I saw it as an argument, but thought I might be reading too much into it. I saw (and evaluated) it less as if it were supposed to be a stand-alone Great Street Photograph and more as if it were a frame from a movie, where it quickly captured a vivid slice of life.
IMO it's a mistake to decree that some aspects of images are necessarily 'mistakes' – overlapping figures (check out R. Frank), cut-off heads/feet, or whatever else. For me, the image has to work in the context it creates, not in relation to 'rules.'
Just my two cents,
Kirk
PS, Afterthoughts: To be specific, for heads/feet I was thinking of Frank's headless Bunker Hill guy, and his footless Jehovah's witness. But you get the feet back again, by themselves, in his Navy Yard office shot.
I wonder if concern for critiquing by-the-rules relates to how folks went about learning photography. In a critique 'collective' to which I belong, one person who went to a commercial art/photography school like Brooks seems quite sure there are Rules, for example 'No whited-out skies' (despite Carleton Watkins and Atget); whereas the folks who went to something more like an art school tend to think there aren't any rules, or if there are, they exist mostly to be broken.

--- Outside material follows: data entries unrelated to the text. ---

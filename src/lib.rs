//! Clawgate - a local control plane for the picoclaw gateway
//!
//! This library provides:
//! - A supervisor that starts, stops and restarts the gateway process and
//!   keeps a bounded buffer of its merged output
//! - A mask engine that hides credential values before a config document
//!   leaves the machine
//! - A merge engine that resolves masked placeholders against the stored
//!   document so a UI round trip never destroys a real key
//! - An authenticated HTTP control surface tying the two together

pub mod admin;
pub mod auth;
pub mod config;
pub mod error;
pub mod logs;
pub mod merge;
pub mod secrets;
pub mod status;
pub mod store;
pub mod supervisor;
//! Supervision of the gateway child process
//!
//! One [`GatewaySupervisor`] owns at most one live gateway process. Lifecycle
//! calls (`start`, `stop`, `restart`) are serialized through the run slot, so
//! concurrent callers queue behind each other instead of spawning two children
//! or killing one twice. The observable record (state, pid, uptime, restart
//! counter and recent output) sits behind a separate short-lived lock so status
//! reads never wait on a lifecycle transition in progress.
//!
//! Each run gets an output-drain task that owns the child handle. It forwards
//! stdout and stderr into the log buffer, delivers termination requests, and
//! reports an unexpected exit by moving the record to `error`.

use crate::config::GatewayConfig;
use crate::logs::{strip_ansi, LogBuffer};
use parking_lot::Mutex;
use serde::Serialize;
use std::process::{ExitStatus, Stdio};
use std::sync::Arc;
use std::time::{Duration, Instant};
use tokio::io::{AsyncBufRead, AsyncBufReadExt, BufReader};
use tokio::process::{Child, ChildStderr, ChildStdout, Command};
use tokio::sync::{mpsc, watch};
use tokio::task::JoinHandle;
use tracing::{debug, error, info, warn};

/// How long to keep reading output after the gateway has exited
const OUTPUT_FLUSH_TIMEOUT: Duration = Duration::from_millis(500);

/// State of the gateway process
#[derive(Debug, Clone, Copy, PartialEq, Eq, Serialize)]
#[serde(rename_all = "lowercase")]
pub enum GatewayState {
    /// No process is running
    Stopped,
    /// Process is being spawned
    Starting,
    /// Process is running
    Running,
    /// Process has been asked to exit
    Stopping,
    /// Spawn failed or the process exited on its own
    Error,
}

/// Point-in-time view of the supervisor
#[derive(Debug, Clone, PartialEq, Eq, Serialize)]
pub struct GatewayStatus {
    pub state: GatewayState,
    /// Process id while a process is live
    pub pid: Option<u32>,
    /// Whole seconds since start, only while running
    pub uptime: Option<u64>,
    /// Number of `restart()` calls, never reset
    pub restart_count: u64,
}

struct SupervisorRecord {
    state: GatewayState,
    pid: Option<u32>,
    started_at: Option<Instant>,
    restart_count: u64,
    /// Incremented on every successful spawn so a drain task only ever
    /// updates the record for its own run
    generation: u64,
    logs: LogBuffer,
}

impl SupervisorRecord {
    fn mark_stopped(&mut self) {
        self.state = GatewayState::Stopped;
        self.pid = None;
        self.started_at = None;
    }

    fn mark_error(&mut self, line: String) {
        self.state = GatewayState::Error;
        self.pid = None;
        self.started_at = None;
        self.logs.push(line);
    }
}

type SharedRecord = Arc<Mutex<SupervisorRecord>>;

/// Requests delivered to the drain task, which owns the child
#[derive(Debug, Clone, Copy)]
enum StopSignal {
    Terminate,
    Kill,
}

/// A spawned gateway and the task draining it
struct GatewayRun {
    pid: Option<u32>,
    drain: JoinHandle<Option<ExitStatus>>,
    control_tx: mpsc::Sender<StopSignal>,
}

impl GatewayRun {
    fn is_live(&self) -> bool {
        !self.drain.is_finished()
    }

    async fn signal(&self, signal: StopSignal) {
        if self.control_tx.send(signal).await.is_err() {
            debug!(pid = ?self.pid, ?signal, "Gateway drain task already finished");
        }
    }
}

/// Supervises the gateway process.
///
/// [`new`](GatewaySupervisor::new) returns `Arc<Self>` since the supervisor
/// is shared between request handlers and the shutdown path.
pub struct GatewaySupervisor {
    config: GatewayConfig,
    record: SharedRecord,
    /// Current run; the async lock serializes lifecycle operations
    run: tokio::sync::Mutex<Option<GatewayRun>>,
    /// Fired on shutdown (or drop) to cancel drain tasks
    shutdown_tx: watch::Sender<bool>,
}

If one started out learning or admiring the kinds of photography that earn money – products, portraits, weddings, architecture – there are not so much Rules as settled commercial expectations. In fashion, however, where the unexpected is rewarded, there've been famous rule-breakers like William Klein.
Thx to the folks who critiqued the pictures I put up. The most important message I got was that they didn't arouse a lot of interest, which is a very good critique in itself!